Ages Eligible for Study

  • Adult
  • Older Adult

Accepts Healthy Volunteers

No

Description

Inclusion Criteria:

  • Adults aged 19 years or older, clinically diagnosed with Idiopathic Parkinson's Disease (PD) according to the Movement Disorder Society (MDS) clinical diagnostic criteria
  • Patients at Hoehn and Yahr stage 1-2.5
  • Patients on stable dopaminergic therapy with no changes in the past 1 month
  • Patients receiving Lee Silverman Voice Treatment (LSVT) rehabilitation therapy once weekly as outpatients
  • Patients who have voluntarily provided informed consent to participate in the study

Exclusion Criteria:

  • Patients diagnosed with atypical parkinsonism
  • Patients with musculoskeletal problems that make participation in rehabilitation difficult
  • Patients who have limited access to the video-based home exercise feedback program

Study Plan

This section provides details of the study plan, including how the study is designed and what the study is measuring.

How is the study designed?

Design Details

  • Primary Purpose: Treatment
  • Allocation: N/A
  • Interventional Model: Single Group Assignment
  • Masking: None (Open Label)

Arms and Interventions

Participant Group / Arm
Intervention / Treatment
Experimental: Home-based Exercise Program (Single Arm)
Participants follow a 6-week home-based exercise program guided by instructional videos, including stretching, strength, balance, aerobic, and LSVT-specific exercises. A camera provides real-time feedback using the iPixel exercise feedback system, and participants complete sessions at least 5 times per week, 40 minutes per session, with weekly 30-minute in-person check-ins for monitoring and support.
Behavioral: Home-based self-exercise feedback program using video

Participants follow a 6-week home-based exercise program using video-guided instructions and the iPixel exercise feedback system, which monitors movements in real-time and provides corrective feedback. The program includes: Stretching exercises, Strength training, Balance exercises, Aerobic exercises, LSVT-specific exercises.

Participants are instructed to complete sessions at least 5 times per week, 40 minutes per session.

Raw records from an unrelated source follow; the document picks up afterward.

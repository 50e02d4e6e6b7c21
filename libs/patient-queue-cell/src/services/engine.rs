use std::collections::HashSet;
use std::sync::Arc;
use chrono::{DateTime, Duration, Utc};
use futures::future::join_all;
use tracing::{debug, info, instrument, warn};
use uuid::Uuid;

use crate::{
    AddToQueueRequest, ConsultationState, DoctorQueue, DoctorQueueSnapshot, QueueAdmission,
    QueueEngineConfig, QueueEntry, QueueEntryPatch, QueueError, QueueEvent, QueueStatus, UrgencyTier,
};
use crate::services::{
    allocator::allocate,
    call_next::{call_next, consultation_state},
    clock::{Clock, SystemClock},
    directory::DoctorDirectory,
    estimator::recompute_wait_times,
    notifier::QueueEventSink,
    rebalancer::{rebalance, rebalance_pinned},
    scorer::priority_score,
    store::QueueStore,
};

/// Scheduler service owning every doctor's queue. All reads and writes go
/// through here; each doctor has its own lock so unrelated queues never wait
/// on each other.
pub struct QueueEngine {
    store: QueueStore,
    directory: Arc<dyn DoctorDirectory>,
    notifier: Arc<dyn QueueEventSink>,
    clock: Arc<dyn Clock>,
    config: QueueEngineConfig,
}

impl QueueEngine {
    pub fn new(
        config: QueueEngineConfig,
        directory: Arc<dyn DoctorDirectory>,
        notifier: Arc<dyn QueueEventSink>,
    ) -> Self {
        Self {
            store: QueueStore::new(),
            directory,
            notifier,
            clock: Arc::new(SystemClock),
            config,
        }
    }

    pub fn with_clock(mut self, clock: Arc<dyn Clock>) -> Self {
        self.clock = clock;
        self
    }

    pub fn config(&self) -> &QueueEngineConfig {
        &self.config
    }

    #[instrument(skip(self, request), fields(doctor_id = %request.doctor_id, tier = request.urgency_tier.name()))]
    pub async fn add_to_queue(&self, request: AddToQueueRequest) -> Result<QueueAdmission, QueueError> {
        validate_pain_level(request.pain_level)?;
        let avg = self.avg_consultation_minutes(request.doctor_id).await?;
        let now = self.clock.now();

        let mut entry = QueueEntry {
            id: Uuid::new_v4(),
            doctor_id: request.doctor_id,
            patient_id: request.patient_id,
            source_appointment_id: request.source_appointment_id,
            position: 0,
            status: QueueStatus::Waiting,
            urgency_tier: request.urgency_tier,
            priority_score: 0,
            pain_level: request.pain_level,
            patient_age: request.patient_age,
            checked_in_at: now,
            called_at: None,
            completed_at: None,
            estimated_wait_minutes: 0,
        };
        entry.priority_score = priority_score(&entry, now);
        let entry_id = entry.id;

        let handle = self.store.queue_for(request.doctor_id).await;
        let (admission, entries) = {
            let mut queue = handle.write().await;
            let allocated = allocate(&mut queue, entry)?;
            if self.config.rebalance_on_insert {
                // A new emergency keeps slot 1 until the next rebalance.
                let pinned = request.urgency_tier.is_emergency().then_some(entry_id);
                rebalance_pinned(&mut queue, now, pinned);
            }
            self.settle(&mut queue, avg, now);

            let admitted = queue.get(entry_id).ok_or(QueueError::EntryNotFound(entry_id))?;
            if admitted.position != allocated {
                debug!("Entry {} moved from slot {} to {} on rebalance", entry_id, allocated, admitted.position);
            }
            let admission = QueueAdmission {
                entry_id,
                position: admitted.position,
                estimated_wait_minutes: admitted.estimated_wait_minutes,
            };
            (admission, queue.active())
        };
        self.store.register_entry(entry_id, request.doctor_id).await;

        info!(
            "Patient {} queued for doctor {} at position {} (~{} min)",
            request.patient_id, request.doctor_id, admission.position, admission.estimated_wait_minutes
        );

        self.publish_update(request.doctor_id, entries, now);
        if request.urgency_tier == UrgencyTier::Emergency {
            self.notifier.publish(QueueEvent::Emergency {
                doctor_id: request.doctor_id,
                entry_id,
                patient_id: request.patient_id,
                timestamp: now,
            });
        }

        Ok(admission)
    }

    /// Active entries grouped by doctor. Scoped to one doctor when `doctor_id`
    /// is given; otherwise every doctor with a non-empty queue, ordered by id.
    pub async fn get_queue(&self, doctor_id: Option<Uuid>) -> Result<Vec<DoctorQueueSnapshot>, QueueError> {
        match doctor_id {
            Some(doctor_id) => {
                let entries = self.get_doctor_queue(doctor_id).await?;
                Ok(vec![DoctorQueueSnapshot { doctor_id, entries }])
            }
            None => {
                let doctor_ids = self.store.doctor_ids().await;
                let reads = doctor_ids.into_iter().map(|doctor_id| async move {
                    let handle = self.store.existing(doctor_id).await?;
                    let entries = handle.read().await.active();
                    Some(DoctorQueueSnapshot { doctor_id, entries })
                });

                Ok(join_all(reads)
                    .await
                    .into_iter()
                    .flatten()
                    .filter(|snapshot| !snapshot.entries.is_empty())
                    .collect())
            }
        }
    }

    pub async fn get_doctor_queue(&self, doctor_id: Uuid) -> Result<Vec<QueueEntry>, QueueError> {
        match self.store.existing(doctor_id).await {
            Some(handle) => Ok(handle.read().await.active()),
            None => {
                self.ensure_doctor_exists(doctor_id).await?;
                Ok(Vec::new())
            }
        }
    }

    pub async fn consultation_state(&self, doctor_id: Uuid) -> Result<ConsultationState, QueueError> {
        match self.store.existing(doctor_id).await {
            Some(handle) => Ok(consultation_state(&*handle.read().await)),
            None => {
                self.ensure_doctor_exists(doctor_id).await?;
                Ok(ConsultationState::Idle)
            }
        }
    }

    #[instrument(skip(self))]
    pub async fn rebalance_queue(&self, doctor_id: Uuid) -> Result<Vec<QueueEntry>, QueueError> {
        let avg = self.avg_consultation_minutes(doctor_id).await?;
        let (entries, _) = self.rebalance_doctor(doctor_id, avg, true).await;
        Ok(entries)
    }

    /// Rebalances every known doctor one after another. Returns how many
    /// queues changed order.
    pub async fn rebalance_all(&self) -> usize {
        let mut reordered = 0;
        for doctor_id in self.store.doctor_ids().await {
            let avg = match self.avg_consultation_minutes(doctor_id).await {
                Ok(avg) => avg,
                Err(e) => {
                    warn!("Using default consultation length for doctor {}: {}", doctor_id, e);
                    self.config.default_avg_consultation_minutes
                }
            };
            let (_, moved) = self.rebalance_doctor(doctor_id, avg, false).await;
            if moved > 0 {
                reordered += 1;
            }
        }
        reordered
    }

    #[instrument(skip(self))]
    pub async fn call_next(&self, doctor_id: Uuid) -> Result<Option<QueueEntry>, QueueError> {
        let avg = self.avg_consultation_minutes(doctor_id).await?;
        let now = self.clock.now();

        let handle = self.store.queue_for(doctor_id).await;
        let (outcome, entries) = {
            let mut queue = handle.write().await;
            let outcome = call_next(&mut queue, now)?;
            if !outcome.changed() {
                debug!("Call-next on empty queue for doctor {}", doctor_id);
                return Ok(None);
            }
            rebalance(&mut queue, now);
            self.settle(&mut queue, avg, now);
            (outcome, queue.active())
        };

        match &outcome.called {
            Some(called) => info!("Doctor {} called patient {} (entry {})", doctor_id, called.patient_id, called.id),
            None => info!("Doctor {} finished consulting; no more patients waiting", doctor_id),
        }

        self.publish_update(doctor_id, entries, now);
        if let Some(called) = &outcome.called {
            self.notifier.publish(QueueEvent::PatientCalled {
                doctor_id,
                entry: called.clone(),
                timestamp: now,
            });
        }

        Ok(outcome.called)
    }

    /// Marks an entry skipped (e.g. appointment cancelled) and closes its gap.
    #[instrument(skip(self))]
    pub async fn remove_from_queue(&self, entry_id: Uuid) -> Result<QueueEntry, QueueError> {
        let doctor_id = self
            .store
            .owner_of(entry_id)
            .await
            .ok_or(QueueError::EntryNotFound(entry_id))?;
        let avg = self
            .avg_consultation_minutes(doctor_id)
            .await
            .unwrap_or(self.config.default_avg_consultation_minutes);
        let now = self.clock.now();

        let handle = self
            .store
            .existing(doctor_id)
            .await
            .ok_or(QueueError::EntryNotFound(entry_id))?;
        let (removed, entries) = {
            let mut queue = handle.write().await;
            let current = queue.get(entry_id).ok_or(QueueError::EntryNotFound(entry_id))?;
            if current.status.is_terminal() {
                return Err(QueueError::InvalidState(format!(
                    "entry {} is already {:?}",
                    entry_id, current.status
                )));
            }
            let was_waiting = current.status == QueueStatus::Waiting;
            let old_position = current.position;

            let removed = queue
                .update(
                    entry_id,
                    QueueEntryPatch {
                        status: Some(QueueStatus::Skipped),
                        position: Some(0),
                        estimated_wait_minutes: Some(0),
                        completed_at: Some(now),
                        ..Default::default()
                    },
                )?
                .clone();
            if was_waiting {
                queue.shift_waiting_from(old_position + 1, -1);
            }
            self.settle(&mut queue, avg, now);
            (removed, queue.active())
        };

        info!("Entry {} removed from doctor {}'s queue", entry_id, doctor_id);
        self.publish_update(doctor_id, entries, now);
        Ok(removed)
    }

    /// Applies a receptionist's manual ordering. `order` must list exactly the
    /// doctor's waiting entries and keep emergencies in front.
    #[instrument(skip(self, order), fields(entries = order.len()))]
    pub async fn reorder_queue(&self, doctor_id: Uuid, order: Vec<Uuid>) -> Result<Vec<QueueEntry>, QueueError> {
        let avg = self.avg_consultation_minutes(doctor_id).await?;
        let now = self.clock.now();

        let handle = self.store.queue_for(doctor_id).await;
        let entries = {
            let mut queue = handle.write().await;
            validate_reorder(&queue, &order)?;
            for (index, id) in order.iter().enumerate() {
                queue.set_position(*id, index as u32 + 1)?;
            }
            self.settle(&mut queue, avg, now);
            queue.active()
        };

        info!("Doctor {} queue manually reordered", doctor_id);
        self.publish_update(doctor_id, entries.clone(), now);
        Ok(entries)
    }

    /// Forgets completed/skipped entries finished more than `older_than` ago.
    pub async fn purge_finished(&self, older_than: Duration) -> usize {
        let cutoff = self.clock.now() - older_than;
        let mut purged_total = 0;

        for doctor_id in self.store.doctor_ids().await {
            let Some(handle) = self.store.existing(doctor_id).await else {
                continue;
            };
            let purged = handle.write().await.purge_finished(cutoff);
            self.store.forget_entries(&purged).await;
            purged_total += purged.len();
        }

        if purged_total > 0 {
            info!("Purged {} finished queue entries", purged_total);
        }
        purged_total
    }

    // Private helpers

    async fn rebalance_doctor(&self, doctor_id: Uuid, avg: u32, always_publish: bool) -> (Vec<QueueEntry>, usize) {
        let now = self.clock.now();
        let handle = self.store.queue_for(doctor_id).await;
        let (entries, moved) = {
            let mut queue = handle.write().await;
            let outcome = rebalance(&mut queue, now);
            self.settle(&mut queue, avg, now);
            (queue.active(), outcome.moved.len())
        };

        if always_publish || moved > 0 {
            self.publish_update(doctor_id, entries.clone(), now);
        }
        (entries, moved)
    }

    /// Final step of every mutation while the doctor's lock is held: repair
    /// position density if needed, then refresh wait estimates.
    fn settle(&self, queue: &mut DoctorQueue, avg: u32, now: DateTime<Utc>) {
        if let Err(e) = queue.verify_positions() {
            warn!("{}; rebalancing to repair", e);
            if queue.in_consultation().len() > 1 {
                // Keep the earliest-called consultation, finish the rest.
                let mut consulting: Vec<(Option<DateTime<Utc>>, Uuid)> =
                    queue.in_consultation().iter().map(|e| (e.called_at, e.id)).collect();
                consulting.sort();
                for (_, id) in consulting.into_iter().skip(1) {
                    let patch = QueueEntryPatch {
                        status: Some(QueueStatus::Completed),
                        completed_at: Some(now),
                        ..Default::default()
                    };
                    if let Err(e) = queue.update(id, patch) {
                        warn!("Failed to close duplicate consultation {}: {}", id, e);
                    }
                }
            }
            rebalance(queue, now);
        }
        recompute_wait_times(queue, avg);
    }

    async fn avg_consultation_minutes(&self, doctor_id: Uuid) -> Result<u32, QueueError> {
        match self.directory.find_doctor(doctor_id).await {
            Ok(Some(profile)) if profile.avg_consultation_minutes > 0 => Ok(profile.avg_consultation_minutes),
            Ok(Some(_)) => {
                warn!("Doctor {} has no consultation length, using default", doctor_id);
                Ok(self.config.default_avg_consultation_minutes)
            }
            Ok(None) => Err(QueueError::DoctorNotFound(doctor_id)),
            Err(e) => {
                warn!("Doctor directory unavailable for {}: {}; using default", doctor_id, e);
                Ok(self.config.default_avg_consultation_minutes)
            }
        }
    }

    async fn ensure_doctor_exists(&self, doctor_id: Uuid) -> Result<(), QueueError> {
        match self.directory.find_doctor(doctor_id).await {
            Ok(Some(_)) => Ok(()),
            Ok(None) => Err(QueueError::DoctorNotFound(doctor_id)),
            Err(e) => {
                warn!("Doctor directory unavailable for {}: {}", doctor_id, e);
                Ok(())
            }
        }
    }

    fn publish_update(&self, doctor_id: Uuid, entries: Vec<QueueEntry>, now: DateTime<Utc>) {
        self.notifier.publish(QueueEvent::QueueUpdate {
            doctor_id,
            entries,
            timestamp: now,
        });
    }
}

Additionally, weekly 30-minute in-person rehabilitation sessions are conducted to adjust the next week's exercise intensity based on each participant's functional level.

What is the study measuring?

Primary Outcome Measures

Outcome Measure
Measure Description
Time Frame
Movement Disorder Society-Unified Parkinson's Disease Rating Scale (MDS-UPDRS), Part III (Motor Examination)
Time Frame: From enrollment to the end of treatment at 6 weeks
0 to 108, with higher scores indicating worse motor function.
From enrollment to the end of treatment at 6 weeks

Secondary Outcome Measures

Outcome Measure
Measure Description
Time Frame
Modified Hoehn and Yahr sacle
Time Frame: From enrollment to the end of treatment at 6 weeks
Modified Hoehn and Yahr Scale Score range: 0 to 5, with higher scores indicating more severe disease stage.
From enrollment to the end of treatment at 6 weeks
Berg Balance Scale
Time Frame: From enrollment to the end of treatment at 6 weeks
0 to 56, with higher scores indicating better balance ability.
From enrollment to the end of treatment at 6 weeks
Functional Gait Ability
Time Frame: From enrollment to the end of treatment at 6 weeks
0 to 30, with higher scores indicating better gait function.
From enrollment to the end of treatment at 6 weeks
Freezing of Gait Questionnaire
Time Frame: From enrollment to the end of treatment at 6 weeks
0 to 24, with higher scores indicating more severe freezing of gait.
From enrollment to the end of treatment at 6 weeks
EuroQol-5 Dimention Questionnaire
Time Frame: From enrollment to the end of treatment at 6 weeks
0 to 1, with higher scores indicating better health-related quality of life.
From enrollment to the end of treatment at 6 weeks

Collaborators and Investigators

This is where you will find people and organizations involved with this study.

Sponsor

Seoul National University Hospital

Investigators

  • Principal Investigator: Won-Seok Kim, MD, PhD, Seoul National University Bundang Hospital

Publications and helpful links

The person responsible for entering information about the study voluntarily provides these publications. These may be about anything related to the study.

General Publications

Study record dates

These dates track the progress of study record and summary results submissions to ClinicalTrials.gov. Study records and reported results are reviewed by the National Library of Medicine (NLM) to make sure they meet specific quality control standards before being posted on the public website.

Study Major Dates

Study Start (Estimated)

April 20, 2026

Primary Completion (Estimated)

December 1, 2026

Study Completion (Estimated)

February 28, 2027

Study Registration Dates

First Submitted

April 3, 2026

First Submitted That Met QC Criteria

April 3, 2026

First Posted (Actual)

April 13, 2026

Study Record Updates

Last Update Posted (Actual)

April 15, 2026

Last Update Submitted That Met QC Criteria

April 12, 2026

Last Verified

April 1, 2026

More Information

Terms related to this study

Additional Relevant MeSH Terms

Other Study ID Numbers

  • B-2602-1027-304 (Other Identifier: Seoul National University Bundang Hospital)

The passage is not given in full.